Enhancing Communication and Understanding in Health Care, October 20, 2012, American Society for Bioethics and Humanities, Lynn Underwood, Washington D.C.
Spiritual and religious issues and values often influence how people cope with disease, make decisions, and behave in ways that affect their health. These may be particularly salient for them in chronic disease, mental health, addiction, times of medical crisis, and at end-of-life. It is often challenging to communicate with patients about religious and spiritual values and issues of importance without running headlong into beliefs that may polarize conversation and empathic understanding, and limit the caregiver’s capacity to attend to patient needs and desires.

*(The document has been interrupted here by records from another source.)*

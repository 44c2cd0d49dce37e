//! Cross-platform directory path resolution
//!
//! - Linux/macOS: XDG Base Directory specification (~/.config)
//! - Windows: Known Folder API (AppData\Roaming)

use std::path::{Path, PathBuf};

/// Get the configuration directory path
///
/// Checks KUBEDISCOVERY_CONFIG_DIR environment variable first, then falls back to:
/// - Unix (Linux/macOS): XDG_CONFIG_HOME/kubediscovery or ~/.config/kubediscovery
/// - Windows: %APPDATA%\kubediscovery\config
pub fn config_dir() -> PathBuf {
    std::env::var("KUBEDISCOVERY_CONFIG_DIR")
        .map(PathBuf::from)
        .unwrap_or_else(|_| {
            #[cfg(windows)]
            {
                use directories::ProjectDirs;
                ProjectDirs::from("", "", "kubediscovery")
                    .map(|dirs| dirs.config_dir().to_path_buf())
                    .unwrap_or_else(|| PathBuf::from(".").join(".config").join("kubediscovery"))
            }
            #[cfg(not(windows))]
            {
                use directories::BaseDirs;
                std::env::var("XDG_CONFIG_HOME")
                    .map(PathBuf::from)
                    .unwrap_or_else(|_| {
                        BaseDirs::new()
                            .map(|dirs| dirs.home_dir().join(".config"))
                            .unwrap_or_else(|| PathBuf::from(".").join(".config"))
                    })
                    .join("kubediscovery")
            }
        })
}

/// Get the root configuration file path
pub fn root_config_path() -> PathBuf {
    config_dir().join("config.yaml")
}

/// Ensure a directory exists, creating it if necessary
pub fn ensure_dir(path: &Path) -> std::io::Result<()> {
    if !path.exists() {
        std::fs::create_dir_all(path)?;
    }
    Ok(())
}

The Daily Spiritual Experiences Scale (DSES) is a 16-item psychometrically validated scale that measures the frequency of ordinary experiences such as awe, compassionate love, mercy, divine closeness, sense of spiritual support, gratitude, and deep inner peace in daily life (www.dsescale.org). The DSES was constructed based on extensive qualitative research in multiple cultures. It has been used in over 100 published studies, included in the General Social Survey and longitudinal health studies, and translated into over 20 languages. It is linked to outcomes such as less addictive behaviors, better mood, decreased hospital stays, positive health behaviors, and diminished burnout. It has been used extensively in medicine, psychiatry, psychology and social work research. It functions well for people from various major religious backgrounds as well as for those who call themselves spiritual but not religious, and atheists. It does not reduce the spiritual to vague positive features, rather it allows for the kinds of experiences that encompass religious and spiritual depth. It is not only a potential mediating variable but also a measure of a significant component of quality of life for many.

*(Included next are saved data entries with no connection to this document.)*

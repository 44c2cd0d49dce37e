//! Discovery facade
//!
//! Owns the catalog, the cluster client and the composition store, and runs
//! each query against a fresh traversal-scoped cache.

use crate::catalog::{RelationKind, RelationshipCatalog};
use crate::cluster::{CachedCluster, ClusterClient, Instance};
use crate::composition::{
    ClusterCompositions, Composition, CompositionBuilder, CompositionRefresher, RefreshEvent,
    RefreshSummary,
};
use crate::config::schema::Config;
use crate::error::DiscoveryError;
use crate::graph::{ConnectionGraph, ConnectionWalker, WalkOptions};
use std::collections::HashSet;
use std::sync::Arc;
use std::time::Duration;
use tokio::sync::mpsc;

/// Knobs applied to every connection query
#[derive(Debug, Clone)]
pub struct TraversalSettings {
    pub timeout: Duration,
    pub cache_capacity: usize,
    /// Kinds listed in parallel before a walk starts
    pub prefetch_kinds: Vec<String>,
    pub ignored_relations: HashSet<RelationKind>,
}

impl Default for TraversalSettings {
    fn default() -> Self {
        Self::from_config(&Config::default())
    }
}

impl TraversalSettings {
    /// Settings from configuration; unknown relation names are skipped
    pub fn from_config(config: &Config) -> Self {
        let ignored_relations = config
            .traversal
            .ignored_relations
            .iter()
            .filter_map(|name| match name.parse::<RelationKind>() {
                Ok(relation) => Some(relation),
                Err(e) => {
                    tracing::warn!("Ignoring traversal.ignoredRelations entry {:?}: {}", name, e);
                    None
                }
            })
            .collect();
        Self {
            timeout: Duration::from_secs(config.traversal.timeout_seconds),
            cache_capacity: config.traversal.cache_capacity,
            prefetch_kinds: config.traversal.prefetch_kinds.clone(),
            ignored_relations,
        }
    }
}

/// Entry point for composition and connection queries
pub struct DiscoveryService {
    catalog: Arc<RelationshipCatalog>,
    cluster: Arc<dyn ClusterClient>,
    compositions: ClusterCompositions,
    settings: TraversalSettings,
}

impl DiscoveryService {
    pub fn new(
        catalog: Arc<RelationshipCatalog>,
        cluster: Arc<dyn ClusterClient>,
        settings: TraversalSettings,
    ) -> Self {
        Self {
            catalog,
            cluster,
            compositions: ClusterCompositions::new(),
            settings,
        }
    }

    pub fn catalog(&self) -> &RelationshipCatalog {
        &self.catalog
    }

    pub fn compositions(&self) -> &ClusterCompositions {
        &self.compositions
    }

    pub fn settings(&self) -> &TraversalSettings {
        &self.settings
    }

    fn scoped_cluster(&self) -> CachedCluster {
        CachedCluster::new(self.cluster.clone(), self.settings.cache_capacity)
    }

    fn resolve_kind(&self, kind: &str) -> Result<String, DiscoveryError> {
        self.catalog
            .resolve_kind(kind)
            .ok_or_else(|| DiscoveryError::UnknownKind(kind.to_string()))
    }

    /// Populate or refresh the composition store for `namespace`
    ///
    /// Safe to call repeatedly: snapshots are upserted and those of vanished
    /// top-level resources are purged.
    pub async fn build_composition_tree(&self, namespace: &str) -> RefreshSummary {
        let cluster = self.scoped_cluster();
        CompositionBuilder::new(&self.catalog, &cluster)
            .build_namespace(namespace, &self.compositions)
            .await
    }

    /// Stored compositions of `kind`; `instance` may be `*`
    pub fn get_compositions(
        &self,
        kind: &str,
        instance: &str,
        namespace: &str,
    ) -> Result<Vec<Composition>, DiscoveryError> {
        let kind = self.resolve_kind(kind)?;
        Ok(self
            .compositions
            .get_compositions(&kind, &Instance::parse(instance), namespace))
    }

    /// Walk the connection graph rooted at `kind/instance`
    pub async fn discover_connections(
        &self,
        kind: &str,
        instance: &str,
        namespace: &str,
    ) -> Result<ConnectionGraph, DiscoveryError> {
        let kind = self.resolve_kind(kind)?;
        let cluster = self.scoped_cluster();

        let walk = async {
            self.prefetch(&cluster, namespace).await;
            ConnectionWalker::new(&self.catalog, &cluster)
                .with_compositions(&self.compositions)
                .with_options(WalkOptions {
                    ignored_relations: self.settings.ignored_relations.clone(),
                })
                .discover(&kind, instance, namespace)
                .await
        };

        let graph = tokio::time::timeout(self.settings.timeout, walk)
            .await
            .map_err(|_| DiscoveryError::Timeout(self.settings.timeout))??;

        let (hits, misses) = cluster.stats();
        tracing::debug!("Lookup cache: {} hits, {} misses", hits, misses);
        Ok(graph)
    }

    /// List commonly needed kinds in parallel to warm the cache
    async fn prefetch(&self, cluster: &CachedCluster, namespace: &str) {
        let kinds: Vec<&String> = self
            .settings
            .prefetch_kinds
            .iter()
            .filter(|kind| self.catalog.api_details(kind).is_some())
            .collect();
        if kinds.is_empty() {
            return;
        }

        let results = futures::future::join_all(
            kinds
                .iter()
                .map(|kind| cluster.list_objects(kind, namespace)),
        )
        .await;
        for (kind, result) in kinds.iter().zip(results) {
            if let Err(e) = result {
                tracing::debug!("Prefetch of {} failed: {}", kind, e);
            }
        }
    }

    /// Start the periodic composition refresh for `namespace`
    pub fn spawn_refresher(
        self: &Arc<Self>,
        namespace: &str,
        interval: Duration,
    ) -> (CompositionRefresher, mpsc::UnboundedReceiver<RefreshEvent>) {
        let service = Arc::clone(self);
        let namespace = namespace.to_string();
        CompositionRefresher::spawn(interval, move || {
            let service = Arc::clone(&service);
            let namespace = namespace.clone();
            async move { service.build_composition_tree(&namespace).await }
        })
    }
}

This presentation will discuss ways in which the scale can be used in secular health-care settings to enhance the caregiver’s capacity to communicate with the patient and to help those who are ill to mobilize their own spiritual and religious resources to better cope with illness. Another use of the scale is as a self-exploration tool for caregivers themselves using a structured method to enhance self-understanding and their ability to communicate with others different from themselves. Scores have predicted less burnout in a large hospital system in Hong Kong, as well as in a study of those working in palliative care. This presentation will describe how this psychometrically validated set of 16 questions can be used.